(Dataset entries)
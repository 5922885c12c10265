// src/config/consts.rs

// Streaming queue convention
pub const QUEUE_GLOBAL: &str = "__next_f";
pub const DISCRIMINATOR: &str = "certificationStatus";

// Capture
pub const REWRAP_POLL_MS: u64 = 250;
pub const REWRAP_WINDOW_MS: u64 = 30_000; // should be wrapped by then
pub const NET_BODY_MAX_CHARS: usize = 200_000;

// Extraction
pub const MAX_RULE_IDS: usize = 64;
pub const MAX_WALK_NODES: usize = 200_000;

// Local cache
pub const STORE_DIR: &str = ".store";
pub const CONTEXTS_SUBDIR: &str = "contexts";
pub const LICENSE_FILE: &str = ".store/license.json";
pub const LOG_FILE: &str = ".store/debug.log";
pub const LOG_BUFFER_LINES: usize = 400;

// Export
pub const DEFAULT_OUT_DIR: &str = "out";
pub const DEFAULT_FILE: &str = "codesignal-assessments";

// Viewer paywall polling
pub const PAYWALL_POLL_SECS: u64 = 2;
pub const PAYWALL_POLL_TRIES: u32 = 60;
// src/coordinator.rs
//! Background coordinator: keeps the latest saved snapshot per context and
//! tells viewers when something changed.

use std::collections::{BTreeMap, HashSet};

use crate::bus::{Endpoint, Message, Reply, TabId};
use crate::model::NormalizedRecord;
use crate::store::Store;

#[derive(Default)]
pub struct Coordinator {
    contexts: BTreeMap<TabId, Vec<NormalizedRecord>>,
    active: Option<TabId>,
    reloading: HashSet<TabId>,
    store: Option<Store>,
    outbox: Vec<Message>,
}

impl Coordinator {
    pub fn new() -> Self { Self::default() }

    /// Persist saved contexts to disk and start from what is already there.
    pub fn with_store(store: Store) -> Self {
        let contexts = store.load_all();
        logf!("[sw] loaded {} stored context(s)", contexts.len());
        Self { contexts, store: Some(store), ..Self::default() }
    }

    pub fn set_active(&mut self, tab: Option<TabId>) { self.active = tab; }
    pub fn active(&self) -> Option<TabId> { self.active }

    pub fn context_ids(&self) -> Vec<TabId> { self.contexts.keys().copied().collect() }

    pub fn items(&self, tab: TabId) -> &[NormalizedRecord] {
        self.contexts.get(&tab).map(Vec::as_slice).unwrap_or(&[])
    }

    /// Forget a context entirely (memory and disk).
    pub fn forget(&mut self, tab: TabId) {
        self.contexts.remove(&tab);
        if let Some(store) = &self.store {
            if let Err(e) = store.remove_context(tab) {
                loge!("[sw] could not remove stored tab {tab}: {e}");
            }
        }
    }

    /// Page finished loading. Completes a pending reload, if any.
    pub fn on_tab_complete(&mut self, tab: TabId) {
        if self.reloading.remove(&tab) {
            logf!("[sw] tab {tab} load complete");
            self.outbox.push(Message::TabReloaded { tab_id: tab });
        }
    }

    /// Notifications produced since the last call.
    pub fn take_outbox(&mut self) -> Vec<Message> {
        std::mem::take(&mut self.outbox)
    }

    fn save(&mut self, tab: TabId, items: Vec<NormalizedRecord>) {
        let count = items.len();
        if let Some(store) = &self.store {
            if let Err(e) = store.save_context(tab, &items) {
                loge!("[sw] could not persist tab {tab}: {e}");
            }
        }
        self.contexts.insert(tab, items);
        logf!("[sw] cache updated for tab {tab}: {count} items");
        self.outbox.push(Message::CacheUpdated { tab_id: tab, count });
    }
}

impl Endpoint for Coordinator {
    fn handle(&mut self, from: Option<TabId>, msg: Message) -> Option<Reply> {
        match msg {
            Message::Save { tab_id, items } => {
                // sender's context wins over the one named in the message
                let Some(tab) = from.or(tab_id) else {
                    return Some(Reply::fail("no-tab"));
                };
                self.save(tab, items);
                Some(Reply::ok())
            }
            Message::GetData => {
                let items = self.active.map(|t| self.items(t).to_vec()).unwrap_or_default();
                logd!("[sw] GET_DATA for tab {:?}: {} items", self.active, items.len());
                Some(Reply::Items { items })
            }
            Message::RefreshTab => {
                let Some(tab) = self.active else {
                    return Some(Reply::fail("no-active-tab"));
                };
                self.forget(tab);
                self.reloading.insert(tab);
                logf!("[sw] reload tab {tab}");
                Some(Reply::ok())
            }
            Message::Log { line } => {
                logd!("{line}");
                None
            }
            _ => None,
        }
    }
}
// src/bin/gui.rs
#![cfg_attr(target_os = "windows", windows_subsystem = "windows")]
use csg_scrape::{config::state::GuiState, gui};
use eframe::egui::{IconData, ViewportBuilder};

fn app_icon() -> Option<IconData> {
    let rgba = image::load_from_memory(include_bytes!(concat!(
        env!("CARGO_MANIFEST_DIR"),
        "/assets/csg.png"
    )))
    .ok()?
    .to_rgba8();
    let (w, h) = rgba.dimensions();
    Some(IconData { rgba: rgba.into_raw(), width: w, height: h })
}

fn main() {
    let size = GuiState::default();
    let mut viewport = ViewportBuilder::default()
        .with_inner_size([size.window_w as f32, size.window_h as f32]);
    if let Some(icon) = app_icon() {
        viewport = viewport.with_icon(icon);
    }
    let options = eframe::NativeOptions { viewport, ..Default::default() };

    if let Err(e) = gui::run(options) {
        eprintln!("GUI failed: {}", e);
        std::process::exit(1);
    }
}
// src/progress.rs
/// Lightweight progress reporting used by long-running operations (capture/export).
/// Frontends (GUI/CLI) implement this to surface status to users.
pub trait Progress {
    /// Called at the start with the total number of inputs (if known).
    fn begin(&mut self, _total: usize) {}

    /// Free-form status line for human eyes.
    fn log(&mut self, _msg: &str) {}

    /// Called when one input has been captured, with the records it produced.
    fn item_done(&mut self, _source: &str, _records: usize) {}

    /// Called at the end, successful or not.
    fn finish(&mut self) {}
}

/// A no-op progress sink.
pub struct NullProgress;
impl Progress for NullProgress {}
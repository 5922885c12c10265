// src/capture/mod.rs
//! Page-side capture surface.
//!
//! Both paths only *observe*: the queue keeps every push, the tap hands every
//! body byte to its original reader. What they see is posted to the content
//! agent as a [`PageEvent`] over an mpsc channel, the same way the page and the
//! extension layer only talk through messages.
//!
//! ```text
//! host page ── push ──▶ FlightQueue ──┐
//!           ── body ──▶ TapReader ────┼── PageEvent ──▶ agent::ContentAgent
//!           ── log  ──────────────────┘
//! ```

pub mod net;
pub mod queue;

use std::sync::mpsc::Sender;

use crate::model::RawCapture;

/// What the page side posts to the content agent.
#[derive(Clone, Debug, PartialEq, Eq)]
pub enum PageEvent {
    /// Diagnostic line from the page context.
    Debug(String),
    Capture(RawCapture),
}

/// Fire-and-forget post; a dropped receiver is not an error for the page.
pub(crate) fn post(tx: &Sender<PageEvent>, ev: PageEvent) {
    let _ = tx.send(ev);
}

pub use net::{NetworkTap, TapReader};
pub use queue::{FlightQueue, QueueBinding, RewrapWindow};
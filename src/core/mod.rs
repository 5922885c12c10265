// src/core/mod.rs

pub mod html;
pub mod locate;
pub mod net;
pub mod sanitize;
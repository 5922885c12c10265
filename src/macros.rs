// src/macros.rs
#[macro_export]
macro_rules! s {
    // String shorthand!

    // Zero-arg → String::new()
    () => {
        ::std::string::String::new()
    };
    // Any single expression
    ($expr:expr) => {
        ::std::string::String::from($expr)
    };
}

#[macro_export]
macro_rules! join {
    // String-type concatenation shorthand!
    ($first:expr $(, $rest:expr)+ $(,)?) => {{
        let mut s = ::std::string::String::from($first);
        $(
            s.push_str($rest);
        )+
        s
    }};
}
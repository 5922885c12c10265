// src/capture/queue.rs
//! Interception of the page's streaming-update queue.
//!
//! The host page owns a global array (`self.__next_f`) and may replace it at
//! any time during its own start-up. [`QueueBinding`] stands in for that
//! global: every assignment through it is re-wrapped, and for a bounded
//! window after install `poll` re-wraps whatever the slot holds, which covers
//! replacements that bypassed the setter (`raw_slot`).

use std::sync::mpsc::Sender;
use std::time::{Duration, Instant};

use serde_json::Value;

use crate::config::consts::{QUEUE_GLOBAL, REWRAP_POLL_MS, REWRAP_WINDOW_MS};
use crate::model::RawCapture;

use super::{post, PageEvent};

/// The page's queue array plus an optional forwarding hook.
#[derive(Debug, Default)]
pub struct FlightQueue {
    entries: Vec<Value>,
    hook: Option<Sender<PageEvent>>,
}

impl FlightQueue {
    pub fn new() -> Self { Self::default() }

    pub fn from_entries(entries: Vec<Value>) -> Self {
        Self { entries, hook: None }
    }

    /// Array-valued assignments keep their contents; anything else becomes empty.
    pub fn from_value(v: Value) -> Self {
        match v {
            Value::Array(entries) => Self::from_entries(entries),
            _ => Self::new(),
        }
    }

    /// Push as the page would. A `[id, "<tag>:<payload>"]` entry is forwarded
    /// before it is appended; the append itself is never skipped.
    pub fn push(&mut self, entry: Value) {
        if let (Some(tx), Some(payload)) = (&self.hook, tagged_payload(&entry)) {
            post(tx, PageEvent::Capture(RawCapture::queue(payload)));
        }
        self.entries.push(entry);
    }

    pub fn is_wrapped(&self) -> bool { self.hook.is_some() }
    pub fn entries(&self) -> &[Value] { &self.entries }
    pub fn len(&self) -> usize { self.entries.len() }
    pub fn is_empty(&self) -> bool { self.entries.is_empty() }

    /// Install the hook once. Entries pushed before wrapping are not replayed;
    /// the inline scan covers those.
    fn wrap(&mut self, tx: &Sender<PageEvent>) -> bool {
        if self.hook.is_some() { return false; }
        self.hook = Some(tx.clone());
        post(tx, PageEvent::Debug(s!("flight queue wrapped")));
        true
    }
}

/// Second element of a two-element-ish array entry, if it is a string.
fn tagged_payload(entry: &Value) -> Option<&str> {
    entry.as_array()?.get(1)?.as_str()
}

/// Fixed-cadence re-check that stops on its own.
#[derive(Clone, Copy, Debug)]
pub struct RewrapWindow {
    deadline: Instant,
    every: Duration,
    next_due: Instant,
}

impl RewrapWindow {
    pub fn new(start: Instant, every: Duration, window: Duration) -> Self {
        Self { deadline: start + window, every, next_due: start + every }
    }

    pub fn standard(start: Instant) -> Self {
        Self::new(
            start,
            Duration::from_millis(REWRAP_POLL_MS),
            Duration::from_millis(REWRAP_WINDOW_MS),
        )
    }

    pub fn expired(&self, now: Instant) -> bool { now >= self.deadline }

    /// True once per elapsed tick while the window is open.
    fn due(&mut self, now: Instant) -> bool {
        if self.expired(now) || now < self.next_due { return false; }
        while self.next_due <= now { self.next_due += self.every; }
        true
    }
}

/// Stand-in for the mutable global that holds the queue.
#[derive(Debug)]
pub struct QueueBinding {
    slot: Option<FlightQueue>,
    tx: Sender<PageEvent>,
    window: RewrapWindow,
}

impl QueueBinding {
    /// Wrap whatever the global holds now, or create an empty queue if unset.
    pub fn install(existing: Option<FlightQueue>, tx: Sender<PageEvent>, now: Instant) -> Self {
        Self::with_window(existing, tx, RewrapWindow::standard(now))
    }

    pub fn with_window(existing: Option<FlightQueue>, tx: Sender<PageEvent>, window: RewrapWindow) -> Self {
        let mut queue = existing.unwrap_or_default();
        queue.wrap(&tx);
        post(&tx, PageEvent::Debug(format!("{QUEUE_GLOBAL} guarded")));
        Self { slot: Some(queue), tx, window }
    }

    /// Guarded setter: every assigned queue is wrapped before it is stored.
    pub fn assign(&mut self, v: Value) {
        let mut queue = FlightQueue::from_value(v);
        queue.wrap(&self.tx);
        self.slot = Some(queue);
    }

    /// Direct access that bypasses the setter, like a host page that managed
    /// to redefine the global. Only `poll` catches these replacements.
    pub fn raw_slot(&mut self) -> &mut Option<FlightQueue> { &mut self.slot }

    pub fn queue(&self) -> Option<&FlightQueue> { self.slot.as_ref() }

    /// Push through the global, as `self.__next_f.push(entry)`.
    pub fn push(&mut self, entry: Value) {
        self.slot.get_or_insert_with(FlightQueue::new).push(entry);
    }

    /// Periodic re-check. Returns false once the window has closed.
    pub fn poll(&mut self, now: Instant) -> bool {
        if self.window.expired(now) { return false; }
        if self.window.due(now) {
            if let Some(q) = self.slot.as_mut() {
                if q.wrap(&self.tx) {
                    logd!("Capture: re-wrapped replaced queue");
                }
            }
        }
        true
    }
}
// tests/locate_decode.rs
//
// Fragment location and tagged-string decoding.

use csg_scrape::config::consts::MAX_WALK_NODES;
use csg_scrape::core::locate::locate_array;
use csg_scrape::extract::records::walk_with_limit;
use csg_scrape::extract::{decode_tagged, process_flight};
use serde_json::json;

const RAW: &str = r#"5:["$","div",null,{"results":[{"testName":"A","screenDoc":{"_id":"a1","certificationStatus":"certified","score":600}},{"testName":"B","screenDoc":{"_id":"b2","certificationStatus":"pending"}}]}]"#;

/// Same payload as `RAW`, as it looks inside a string literal.
fn escaped(raw: &str) -> String {
    raw.replace('"', "\\\"")
}

#[test]
fn locate_skips_brackets_inside_strings() {
    assert_eq!(locate_array(r#"xx:[1,"a]b",2]tail"#), Some(r#"[1,"a]b",2]"#));
}

#[test]
fn locate_handles_nesting_and_escapes() {
    assert_eq!(locate_array(r#"p [[1],["\"]"]] q"#), Some(r#"[[1],["\"]"]]"#));
    assert_eq!(locate_array("no array here"), None);
    assert_eq!(locate_array("[1,[2"), None);
}

#[test]
fn tagged_results_come_back_in_order() {
    let raw = decode_tagged(RAW);
    assert_eq!(raw.len(), 2);
    assert_eq!(raw[0]["testName"], json!("A"));
    assert_eq!(raw[1]["testName"], json!("B"));

    let recs = process_flight(RAW);
    assert_eq!(recs[0].id, "a1");
    assert_eq!(recs[0].status, "certified");
    assert_eq!(recs[0].score, Some(600.0));
    assert_eq!(recs[1].id, "b2");
}

#[test]
fn escaped_payload_decodes_to_the_same_records() {
    let esc = escaped(RAW);
    assert_ne!(esc, RAW);
    assert_eq!(process_flight(&esc), process_flight(RAW));
}

#[test]
fn children_results_are_collected() {
    let tag = r#"a:[null,{"children":[{"results":[{"name":"one","certificationStatus":"x"}]},{"results":[{"name":"two","certificationStatus":"y"}]}]}]"#;
    let recs = process_flight(tag);
    let names: Vec<_> = recs.iter().map(|r| r.test_name.as_str()).collect();
    assert_eq!(names, ["one", "two"]);
}

#[test]
fn structural_walk_finds_nested_discriminated_objects() {
    let tag = r#"7:["$",{"deep":{"list":[{"certificationStatus":"certified","name":"outer","inner":{"certificationStatus":"pending","name":"inner"}}]}}]"#;
    let recs = process_flight(tag);
    let names: Vec<_> = recs.iter().map(|r| r.test_name.as_str()).collect();
    assert_eq!(names, ["outer", "inner"]);
}

#[test]
fn text_before_the_array_is_skipped() {
    let tag = r#"3:I{"x":1} ["$",{"results":[{"testName":"Z","certificationStatus":"c"}]}] trailing"#;
    let recs = process_flight(tag);
    assert_eq!(recs.len(), 1);
    assert_eq!(recs[0].test_name, "Z");
}

#[test]
fn garbage_decodes_to_nothing() {
    assert!(decode_tagged("").is_empty());
    assert!(decode_tagged("1:").is_empty());
    assert!(decode_tagged("2:[1,2,3]").is_empty());
    assert!(decode_tagged("3:[\"unterminated").is_empty());
    assert!(decode_tagged(r#"4:{"certificationStatus":"x"}"#).is_empty());
}

#[test]
fn walk_stops_at_the_node_cap() {
    let roots = vec![json!({}), json!([{}]), json!({"certificationStatus": "late"})];
    assert!(walk_with_limit(&roots, 3).is_empty());
    assert_eq!(walk_with_limit(&roots, 4).len(), 1);

    // a discriminated object past the cap is never reached
    let tag = format!(r#"9:[{}{{"certificationStatus":"late"}}]"#, "{},".repeat(MAX_WALK_NODES));
    assert!(decode_tagged(&tag).is_empty());
    assert_eq!(decode_tagged(r#"9:[{},{"certificationStatus":"late"}]"#).len(), 1);
}
// tests/scan.rs
//
// Direct scans of network bodies and documents.

use csg_scrape::core::html::inline_scripts;
use csg_scrape::extract::scan::brace_blocks;
use csg_scrape::extract::{scan_body, scan_document, scan_inline_script};

#[test]
fn json_body_is_walked() {
    let body = r#"{"data":{"items":[{"_id":"n1","name":"Net","certificationStatus":"certified","score":1}]}}"#;
    let recs = scan_body(body);
    assert_eq!(recs.len(), 1);
    assert_eq!(recs[0].id, "n1");
    assert_eq!(recs[0].test_name, "Net");
}

#[test]
fn non_json_body_falls_back_to_brace_blocks() {
    let body = r#"garbage {"_id":"b1","certificationStatus":"pending","score":5} more {"x":1} {"_id":"b2","certificationStatus":"failed"}"#;
    let recs = scan_body(body);
    let ids: Vec<_> = recs.iter().map(|r| r.id.as_str()).collect();
    assert_eq!(ids, ["b1", "b2"]);
}

#[test]
fn brace_block_window_counts_chars() {
    let pad = "é".repeat(1000);
    let body = format!(r#"{{"note":"{pad}","certificationStatus":"x"}}"#);
    let found = brace_blocks(&body);
    assert_eq!(found.len(), 1);
    assert_eq!(found[0]["note"].as_str().map(|s| s.chars().count()), Some(1000));

    let pad = "é".repeat(2001);
    let body = format!(r#"{{"note":"{pad}","certificationStatus":"x"}}"#);
    assert!(brace_blocks(&body).is_empty());
}

#[test]
fn brace_blocks_need_a_string_status_and_no_nesting() {
    assert!(brace_blocks(r#"{"certificationStatus":null}"#).is_empty());
    assert!(brace_blocks(r#"{"a":{"certificationStatus":"x"}}"#).len() == 1); // inner block only
    assert!(brace_blocks(r#"{"certificationStatus":"x", broken}"#).is_empty());
}

#[test]
fn inline_push_literal_is_decoded() {
    let script = r#"self.__next_f.push([1,"5:[\"$\",\"div\",null,{\"results\":[{\"testName\":\"GCA\",\"screenDoc\":{\"_id\":\"i1\",\"certificationStatus\":\"certified\"}}]}]"])"#;
    let recs = scan_inline_script(script);
    assert_eq!(recs.len(), 1);
    assert_eq!(recs[0].id, "i1");
    assert_eq!(recs[0].test_name, "GCA");
}

#[test]
fn document_scan_skips_external_scripts() {
    let html = r#"<html><head>
<script src="/app.js">{"_id":"ext","certificationStatus":"x"}</script>
<SCRIPT type="application/json">{"_id":"inl","certificationStatus":"certified"}</SCRIPT>
<script data-src="x">{"_id":"data","certificationStatus":"pending"}</script>
<script>   </script>
</head></html>"#;

    assert_eq!(inline_scripts(html).len(), 2);
    let ids: Vec<_> = scan_document(html).into_iter().map(|r| r.id).collect();
    assert_eq!(ids, ["inl", "data"]);
}
// src/gui/components/mod.rs
pub mod context_panel;
pub mod data_table;
pub mod details;
pub mod log_panel;
pub mod paywall;
pub mod toolbar;
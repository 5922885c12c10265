// src/gui/app.rs
use std::{
    error::Error,
    sync::{Arc, Mutex},
    time::{Duration, Instant},
};

use eframe::egui;

use crate::{
    bus::{LocalBus, Message, Reply, TabId},
    config::{
        consts::{PAYWALL_POLL_SECS, PAYWALL_POLL_TRIES},
        state::AppState,
    },
    coordinator::Coordinator,
    entitlement::{Entitlement, LicenseFile},
    model::NormalizedRecord,
    store::Store,
};

use super::components;

pub fn run(options: eframe::NativeOptions) -> Result<(), Box<dyn Error>> {
    eframe::run_native(
        "CodeSignal Results",
        options,
        Box::new(|_cc| Ok(Box::new(App::new(AppState::default(), Box::new(LicenseFile::default()))))),
    )?;
    Ok(())
}

/// Where the paywall stands.
#[derive(Clone, Copy, Debug, PartialEq, Eq)]
pub enum Gate {
    Unlocked,
    /// Waiting on the provider; `tries` polls done so far.
    Polling { tries: u32, next: Instant },
    /// Gave up polling; buttons restart it.
    Locked,
}

pub struct App {
    // single source of truth (UI thread only)
    pub state: AppState,

    pub bus: LocalBus,
    pub entitlement: Box<dyn Entitlement>,
    pub gate: Gate,

    // records of the context on screen
    pub records: Vec<NormalizedRecord>,

    // output text field UX (we map this <-> ExportOptions)
    pub out_path_text: String,
    pub out_path_dirty: bool,

    // status line (progress sinks write here)
    pub status: Arc<Mutex<String>>,
}

impl App {
    pub fn new(state: AppState, entitlement: Box<dyn Entitlement>) -> Self {
        let bus = LocalBus::new(Coordinator::with_store(Store::default()));
        let out_path_text = state.options.export.out_path().to_string_lossy().into();

        let mut app = Self {
            state,
            bus,
            entitlement,
            gate: Gate::Locked,
            records: Vec::new(),
            out_path_text,
            out_path_dirty: false,
            status: Arc::new(Mutex::new(s!("Idle"))),
        };

        if app.check_user() {
            app.unlock();
        } else {
            logf!("Init: locked, showing paywall");
        }
        app
    }

    /* ---------- tiny helpers ---------- */

    #[inline]
    pub fn status<T: Into<String>>(&self, msg: T) {
        if let Ok(mut s) = self.status.lock() {
            *s = msg.into();
        }
    }

    pub fn status_text(&self) -> String {
        self.status.lock().map(|s| s.clone()).unwrap_or_default()
    }

    #[inline]
    pub fn current_tab(&self) -> Option<TabId> { self.state.gui.current_tab }

    pub fn selected_record(&self) -> Option<&NormalizedRecord> {
        self.state.gui.selected_row.and_then(|i| self.records.get(i))
    }

    /* ---------- entitlement ---------- */

    fn check_user(&mut self) -> bool {
        self.entitlement.get_user().is_some_and(|u| u.is_unlocked())
    }

    /// Start (or restart) polling the provider.
    pub fn start_polling(&mut self) {
        self.gate = Gate::Polling { tries: 0, next: Instant::now() + Duration::from_secs(PAYWALL_POLL_SECS) };
    }

    fn unlock(&mut self) {
        self.gate = Gate::Unlocked;
        logf!("Init: unlocked, {} stored context(s)", self.bus.coordinator().context_ids().len());
        if let Some(&tab) = self.bus.coordinator().context_ids().first() {
            self.select_context(tab);
        }
    }

    fn poll_entitlement(&mut self, ctx: &egui::Context) {
        let Gate::Polling { tries, next } = self.gate else { return };
        let now = Instant::now();
        if now < next {
            ctx.request_repaint_after(next - now);
            return;
        }
        if self.check_user() {
            logf!("Paywall: unlocked after {} poll(s)", tries + 1);
            self.unlock();
        } else if tries + 1 >= PAYWALL_POLL_TRIES {
            logd!("Paywall: gave up polling");
            self.gate = Gate::Locked;
        } else {
            self.gate = Gate::Polling { tries: tries + 1, next: now + Duration::from_secs(PAYWALL_POLL_SECS) };
            ctx.request_repaint_after(Duration::from_secs(PAYWALL_POLL_SECS));
        }
    }

    /* ---------- data ---------- */

    /// Show a context: make it active and fetch its items from the coordinator.
    pub fn select_context(&mut self, tab: TabId) {
        self.state.gui.current_tab = Some(tab);
        self.state.gui.selected_row = None;
        self.bus.coordinator_mut().set_active(Some(tab));
        self.refresh_records();
        logf!("UI: context {tab} → {} record(s)", self.records.len());
    }

    /// Re-read the active context (`CSG_GET_DATA` to the background).
    pub fn refresh_records(&mut self) {
        self.records = match self.bus.send_to_background(None, Message::GetData) {
            Ok(Reply::Items { items }) => items,
            Ok(_) => Vec::new(),
            Err(e) => {
                loge!("GET_DATA failed: {e}");
                Vec::new()
            }
        };
        if self.state.gui.selected_row.is_some_and(|i| i >= self.records.len()) {
            self.state.gui.selected_row = None;
        }
        self.status(format!("{} item(s)", self.records.len()));
    }

    /// React to coordinator notifications.
    fn drain_notifications(&mut self) {
        while let Some(msg) = self.bus.poll_notification() {
            match msg {
                Message::CacheUpdated { tab_id, count } => {
                    logd!("UI: cache updated tab {tab_id} ({count})");
                    if self.current_tab() == Some(tab_id) {
                        self.refresh_records();
                    }
                }
                Message::TabReloaded { tab_id } => {
                    if self.current_tab() == Some(tab_id) {
                        self.refresh_records();
                        self.status(format!("Reloaded: {} item(s)", self.records.len()));
                    }
                }
                _ => {}
            }
        }
    }
}

impl eframe::App for App {
    fn update(&mut self, ctx: &egui::Context, _frame: &mut eframe::Frame) {
        if self.gate != Gate::Unlocked {
            self.poll_entitlement(ctx);
        }
        if self.gate != Gate::Unlocked {
            egui::CentralPanel::default().show(ctx, |ui| {
                components::paywall::draw(ui, self);
            });
            return;
        }

        self.drain_notifications();

        egui::SidePanel::left("contexts")
            .resizable(false)
            .show(ctx, |ui| {
                components::context_panel::draw(ui, self);
            });

        egui::TopBottomPanel::bottom("live_log")
            .resizable(true)
            .show(ctx, |ui| {
                components::log_panel::draw(ui, self);
            });

        if self.selected_record().is_some() {
            egui::SidePanel::right("details")
                .resizable(true)
                .default_width(320.0)
                .show(ctx, |ui| {
                    components::details::draw(ui, self);
                });
        }

        egui::CentralPanel::default().show(ctx, |ui| {
            components::toolbar::draw(ui, self);

            ui.separator();

            components::data_table::draw(ui, self);
        });
    }
}
// src/core/sanitize.rs

/// Format a number the way a browser prints it: integral values without a
/// fractional part, shortest round-trip digits otherwise, and exponent form
/// (`1e+21`, `1e-7`) outside `[1e-6, 1e21)`.
pub fn fmt_number(v: f64) -> String {
    let abs = v.abs();
    if v == 0.0 {
        s!("0") // also -0
    } else if v.is_nan() {
        s!("NaN")
    } else if v.is_infinite() {
        s!(if v > 0.0 { "Infinity" } else { "-Infinity" })
    } else if abs >= 1e21 || abs < 1e-6 {
        let e = format!("{v:e}");
        match e.split_once('e') {
            Some((mantissa, exp)) if !exp.starts_with('-') => format!("{mantissa}e+{exp}"),
            _ => e,
        }
    } else if v.fract() == 0.0 {
        format!("{v:.0}")
    } else {
        format!("{v}")
    }
}

/// Flatten a free-text cell for CSV export: commas become spaces.
pub fn csv_text(s: &str) -> String {
    s.replace(',', " ")
}

/// Escape every `"` that is not already escaped, so the text can sit inside a
/// JSON string literal. Already-escaped quotes (odd backslash run) are kept.
pub fn quote_bare(s: &str) -> String {
    let mut out = String::with_capacity(s.len() + 8);
    let mut backslashes = 0usize;
    for ch in s.chars() {
        match ch {
            '\\' => { backslashes += 1; out.push(ch); }
            '"' => {
                if backslashes % 2 == 0 { out.push('\\'); }
                out.push(ch);
                backslashes = 0;
            }
            _ => { out.push(ch); backslashes = 0; }
        }
    }
    out
}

■ WHAT YOU ARE ASKED TO DO: Using the records above, give the number of lines in which the word "CacheUpdated" occurs, and nothing else.

■ YOUR RESPONSE: 2